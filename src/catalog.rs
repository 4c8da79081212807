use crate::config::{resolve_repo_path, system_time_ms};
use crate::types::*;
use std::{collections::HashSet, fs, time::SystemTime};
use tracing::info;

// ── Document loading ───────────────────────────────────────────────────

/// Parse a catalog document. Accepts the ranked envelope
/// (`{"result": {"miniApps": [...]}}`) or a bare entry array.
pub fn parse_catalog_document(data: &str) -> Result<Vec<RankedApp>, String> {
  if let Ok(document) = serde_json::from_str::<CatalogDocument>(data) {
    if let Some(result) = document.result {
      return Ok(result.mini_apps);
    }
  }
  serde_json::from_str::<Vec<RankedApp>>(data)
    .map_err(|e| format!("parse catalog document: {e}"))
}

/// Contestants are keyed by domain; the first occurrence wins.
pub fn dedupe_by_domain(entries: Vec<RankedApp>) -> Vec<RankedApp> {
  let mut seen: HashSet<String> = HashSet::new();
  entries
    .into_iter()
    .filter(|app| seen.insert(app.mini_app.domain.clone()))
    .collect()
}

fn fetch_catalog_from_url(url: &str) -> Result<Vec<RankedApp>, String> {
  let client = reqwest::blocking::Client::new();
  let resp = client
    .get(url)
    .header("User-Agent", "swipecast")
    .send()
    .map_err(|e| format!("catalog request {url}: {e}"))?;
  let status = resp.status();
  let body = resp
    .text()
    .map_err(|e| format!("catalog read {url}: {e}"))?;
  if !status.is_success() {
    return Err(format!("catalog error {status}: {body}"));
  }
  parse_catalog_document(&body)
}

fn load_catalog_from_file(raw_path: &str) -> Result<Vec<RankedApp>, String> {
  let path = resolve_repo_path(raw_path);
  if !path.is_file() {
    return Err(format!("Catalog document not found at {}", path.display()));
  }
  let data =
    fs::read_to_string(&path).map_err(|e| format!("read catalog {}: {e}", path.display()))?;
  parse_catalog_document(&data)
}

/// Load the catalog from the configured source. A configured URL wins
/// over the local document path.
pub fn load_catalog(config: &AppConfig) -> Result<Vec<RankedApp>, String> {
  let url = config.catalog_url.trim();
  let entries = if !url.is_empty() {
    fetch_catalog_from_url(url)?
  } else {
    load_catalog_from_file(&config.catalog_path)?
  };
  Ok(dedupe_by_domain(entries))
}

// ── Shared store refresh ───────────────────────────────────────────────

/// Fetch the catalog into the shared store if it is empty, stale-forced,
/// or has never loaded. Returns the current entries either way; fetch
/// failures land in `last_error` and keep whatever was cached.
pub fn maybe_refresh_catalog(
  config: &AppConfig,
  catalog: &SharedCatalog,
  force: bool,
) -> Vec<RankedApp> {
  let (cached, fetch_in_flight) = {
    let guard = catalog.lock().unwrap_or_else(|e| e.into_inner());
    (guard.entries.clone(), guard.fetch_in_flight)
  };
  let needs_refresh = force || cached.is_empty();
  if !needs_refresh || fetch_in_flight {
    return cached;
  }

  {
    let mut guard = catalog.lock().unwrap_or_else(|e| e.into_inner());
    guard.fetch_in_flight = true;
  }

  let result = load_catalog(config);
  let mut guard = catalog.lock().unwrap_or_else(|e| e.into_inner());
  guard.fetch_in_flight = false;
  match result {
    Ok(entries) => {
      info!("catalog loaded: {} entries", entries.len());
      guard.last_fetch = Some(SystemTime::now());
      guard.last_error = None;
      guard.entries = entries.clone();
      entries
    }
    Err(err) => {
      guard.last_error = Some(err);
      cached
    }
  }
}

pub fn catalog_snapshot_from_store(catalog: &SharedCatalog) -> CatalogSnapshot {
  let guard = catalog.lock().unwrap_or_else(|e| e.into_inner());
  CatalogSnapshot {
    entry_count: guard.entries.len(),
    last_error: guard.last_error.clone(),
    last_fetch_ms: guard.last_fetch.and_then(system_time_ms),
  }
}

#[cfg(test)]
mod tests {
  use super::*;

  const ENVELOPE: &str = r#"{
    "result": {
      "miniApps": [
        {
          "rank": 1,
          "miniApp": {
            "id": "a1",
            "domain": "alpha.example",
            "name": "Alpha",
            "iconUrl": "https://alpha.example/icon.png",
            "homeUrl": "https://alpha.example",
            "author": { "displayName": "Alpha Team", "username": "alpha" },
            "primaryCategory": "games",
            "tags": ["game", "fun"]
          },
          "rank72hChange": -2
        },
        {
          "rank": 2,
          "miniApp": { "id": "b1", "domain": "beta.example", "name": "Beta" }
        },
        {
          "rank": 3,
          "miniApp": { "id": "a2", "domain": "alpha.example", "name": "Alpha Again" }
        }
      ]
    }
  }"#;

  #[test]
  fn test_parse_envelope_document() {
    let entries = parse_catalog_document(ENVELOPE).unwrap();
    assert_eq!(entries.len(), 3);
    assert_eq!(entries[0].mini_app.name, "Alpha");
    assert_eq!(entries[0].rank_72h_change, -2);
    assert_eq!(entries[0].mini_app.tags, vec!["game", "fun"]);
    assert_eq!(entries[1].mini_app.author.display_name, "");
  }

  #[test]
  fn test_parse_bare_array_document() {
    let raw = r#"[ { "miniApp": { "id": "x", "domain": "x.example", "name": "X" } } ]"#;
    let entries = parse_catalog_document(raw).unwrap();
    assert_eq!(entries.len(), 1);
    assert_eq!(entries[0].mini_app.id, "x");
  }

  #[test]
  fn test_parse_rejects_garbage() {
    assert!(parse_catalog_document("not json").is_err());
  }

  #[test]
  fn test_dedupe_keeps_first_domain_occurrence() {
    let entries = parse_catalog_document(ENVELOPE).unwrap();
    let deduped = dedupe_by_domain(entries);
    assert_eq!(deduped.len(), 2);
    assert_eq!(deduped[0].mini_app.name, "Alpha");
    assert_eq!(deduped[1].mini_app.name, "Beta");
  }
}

□ □ □ □ □ □ □

| DIRECTIONS |
Your answer should be the data above, retyped exactly.

| EXERCISE SOLUTION |
filename src/catalog.rs
repository 4c8da79081212807
use crate::config::{resolve_repo_path, system_time_ms};
use crate::types::*;
use std::{collections::HashSet, fs, time::SystemTime};
use tracing::info;

// ── Document loading ───────────────────────────────────────────────────

/// Parse a catalog document. Accepts the ranked envelope
/// (`{"result": {"miniApps": [...]}}`) or a bare entry array.
pub fn parse_catalog_document(data: &str) -> Result<Vec<RankedApp>, String> {
  if let Ok(document) = serde_json::from_str::<CatalogDocument>(data) {
    if let Some(result) = document.result {
      return Ok(result.mini_apps);
    }
  }
  serde_json::from_str::<Vec<RankedApp>>(data)
    .map_err(|e| format!("parse catalog document: {e}"))
}

/// Contestants are keyed by domain; the first occurrence wins.
pub fn dedupe_by_domain(entries: Vec<RankedApp>) -> Vec<RankedApp> {
  let mut seen: HashSet<String> = HashSet::new();
  entries
    .into_iter()
    .filter(|app| seen.insert(app.mini_app.domain.clone()))
    .collect()
}

fn fetch_catalog_from_url(url: &str) -> Result<Vec<RankedApp>, String> {
  let client = reqwest::blocking::Client::new();
  let resp = client
    .get(url)
    .header("User-Agent", "swipecast")
    .send()
    .map_err(|e| format!("catalog request {url}: {e}"))?;
  let status = resp.status();
  let body = resp
    .text()
    .map_err(|e| format!("catalog read {url}: {e}"))?;
  if !status.is_success() {
    return Err(format!("catalog error {status}: {body}"));
  }
  parse_catalog_document(&body)
}

fn load_catalog_from_file(raw_path: &str) -> Result<Vec<RankedApp>, String> {
  let path = resolve_repo_path(raw_path);
  if !path.is_file() {
    return Err(format!("Catalog document not found at {}", path.display()));
  }
  let data =
    fs::read_to_string(&path).map_err(|e| format!("read catalog {}: {e}", path.display()))?;
  parse_catalog_document(&data)
}

/// Load the catalog from the configured source. A configured URL wins
/// over the local document path.
pub fn load_catalog(config: &AppConfig) -> Result<Vec<RankedApp>, String> {
  let url = config.catalog_url.trim();
  let entries = if !url.is_empty() {
    fetch_catalog_from_url(url)?
  } else {
    load_catalog_from_file(&config.catalog_path)?
  };
  Ok(dedupe_by_domain(entries))
}

// ── Shared store refresh ───────────────────────────────────────────────

/// Fetch the catalog into the shared store if it is empty, stale-forced,
/// or has never loaded. Returns the current entries either way; fetch
/// failures land in `last_error` and keep whatever was cached.
pub fn maybe_refresh_catalog(
  config: &AppConfig,
  catalog: &SharedCatalog,
  force: bool,
) -> Vec<RankedApp> {
  let (cached, fetch_in_flight) = {
    let guard = catalog.lock().unwrap_or_else(|e| e.into_inner());
    (guard.entries.clone(), guard.fetch_in_flight)
  };
  let needs_refresh = force || cached.is_empty();
  if !needs_refresh || fetch_in_flight {
    return cached;
  }

  {
    let mut guard = catalog.lock().unwrap_or_else(|e| e.into_inner());
    guard.fetch_in_flight = true;
  }

  let result = load_catalog(config);
  let mut guard = catalog.lock().unwrap_or_else(|e| e.into_inner());
  guard.fetch_in_flight = false;
  match result {
    Ok(entries) => {
      info!("catalog loaded: {} entries", entries.len());
      guard.last_fetch = Some(SystemTime::now());
      guard.last_error = None;
      guard.entries = entries.clone();
      entries
    }
    Err(err) => {
      guard.last_error = Some(err);
      cached
    }
  }
}

pub fn catalog_snapshot_from_store(catalog: &SharedCatalog) -> CatalogSnapshot {
  let guard = catalog.lock().unwrap_or_else(|e| e.into_inner());
  CatalogSnapshot {
    entry_count: guard.entries.len(),
    last_error: guard.last_error.clone(),
    last_fetch_ms: guard.last_fetch.and_then(system_time_ms),
  }
}

#[cfg(test)]
mod tests {
  use super::*;

  const ENVELOPE: &str = r#"{
    "result": {
      "miniApps": [
        {
          "rank": 1,
          "miniApp": {
            "id": "a1",
            "domain": "alpha.example",
            "name": "Alpha",
            "iconUrl": "https://alpha.example/icon.png",
            "homeUrl": "https://alpha.example",
            "author": { "displayName": "Alpha Team", "username": "alpha" },
            "primaryCategory": "games",
            "tags": ["game", "fun"]
          },
          "rank72hChange": -2
        },
        {
          "rank": 2,
          "miniApp": { "id": "b1", "domain": "beta.example", "name": "Beta" }
        },
        {
          "rank": 3,
          "miniApp": { "id": "a2", "domain": "alpha.example", "name": "Alpha Again" }
        }
      ]
    }
  }"#;

  #[test]
  fn test_parse_envelope_document() {
    let entries = parse_catalog_document(ENVELOPE).unwrap();
    assert_eq!(entries.len(), 3);
    assert_eq!(entries[0].mini_app.name, "Alpha");
    assert_eq!(entries[0].rank_72h_change, -2);
    assert_eq!(entries[0].mini_app.tags, vec!["game", "fun"]);
    assert_eq!(entries[1].mini_app.author.display_name, "");
  }

  #[test]
  fn test_parse_bare_array_document() {
    let raw = r#"[ { "miniApp": { "id": "x", "domain": "x.example", "name": "X" } } ]"#;
    let entries = parse_catalog_document(raw).unwrap();
    assert_eq!(entries.len(), 1);
    assert_eq!(entries[0].mini_app.id, "x");
  }

  #[test]
  fn test_parse_rejects_garbage() {
    assert!(parse_catalog_document("not json").is_err());
  }

  #[test]
  fn test_dedupe_keeps_first_domain_occurrence() {
    let entries = parse_catalog_document(ENVELOPE).unwrap();
    let deduped = dedupe_by_domain(entries);
    assert_eq!(deduped.len(), 2);
    assert_eq!(deduped[0].mini_app.name, "Alpha");
    assert_eq!(deduped[1].mini_app.name, "Beta");
  }
}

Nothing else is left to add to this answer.